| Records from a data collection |

☆ ☆ ☆

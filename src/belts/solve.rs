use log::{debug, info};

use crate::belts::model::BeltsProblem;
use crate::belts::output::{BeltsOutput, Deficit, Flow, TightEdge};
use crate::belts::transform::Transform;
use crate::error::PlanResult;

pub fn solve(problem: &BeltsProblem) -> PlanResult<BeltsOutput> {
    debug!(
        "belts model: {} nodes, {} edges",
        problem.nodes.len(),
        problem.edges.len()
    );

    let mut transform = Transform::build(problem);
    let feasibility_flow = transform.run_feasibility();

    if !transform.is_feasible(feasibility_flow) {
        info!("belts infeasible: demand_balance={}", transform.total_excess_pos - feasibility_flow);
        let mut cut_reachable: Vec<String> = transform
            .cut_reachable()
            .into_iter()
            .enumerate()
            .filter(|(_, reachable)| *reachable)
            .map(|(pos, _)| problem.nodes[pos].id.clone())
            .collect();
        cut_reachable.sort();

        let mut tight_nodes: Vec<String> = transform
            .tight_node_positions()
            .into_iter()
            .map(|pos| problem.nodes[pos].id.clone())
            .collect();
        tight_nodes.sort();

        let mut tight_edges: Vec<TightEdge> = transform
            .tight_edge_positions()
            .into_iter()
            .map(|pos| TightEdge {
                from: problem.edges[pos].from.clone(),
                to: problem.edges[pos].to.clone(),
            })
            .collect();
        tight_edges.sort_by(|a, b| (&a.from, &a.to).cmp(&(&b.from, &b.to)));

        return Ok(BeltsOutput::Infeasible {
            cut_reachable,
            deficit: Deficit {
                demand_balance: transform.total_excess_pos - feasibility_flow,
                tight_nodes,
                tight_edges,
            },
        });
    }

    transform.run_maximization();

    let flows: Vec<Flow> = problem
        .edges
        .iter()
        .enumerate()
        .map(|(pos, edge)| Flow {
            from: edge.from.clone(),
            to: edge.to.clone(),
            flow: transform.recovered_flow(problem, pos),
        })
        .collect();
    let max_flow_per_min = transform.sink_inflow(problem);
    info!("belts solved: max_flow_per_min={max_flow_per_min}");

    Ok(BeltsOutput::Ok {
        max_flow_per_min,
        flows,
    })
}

☆ ☆ ☆

| Description of the task |
What you give back must be the stretch above, starting at the line with "use crate::error::PlanResult;" and ending at the line with "let mut cut_reachable: Vec<String>", copied exactly.

| Task response |
use crate::error::PlanResult;

pub fn solve(problem: &BeltsProblem) -> PlanResult<BeltsOutput> {
    debug!(
        "belts model: {} nodes, {} edges",
        problem.nodes.len(),
        problem.edges.len()
    );

    let mut transform = Transform::build(problem);
    let feasibility_flow = transform.run_feasibility();

    if !transform.is_feasible(feasibility_flow) {
        info!("belts infeasible: demand_balance={}", transform.total_excess_pos - feasibility_flow);
        let mut cut_reachable: Vec<String> = transform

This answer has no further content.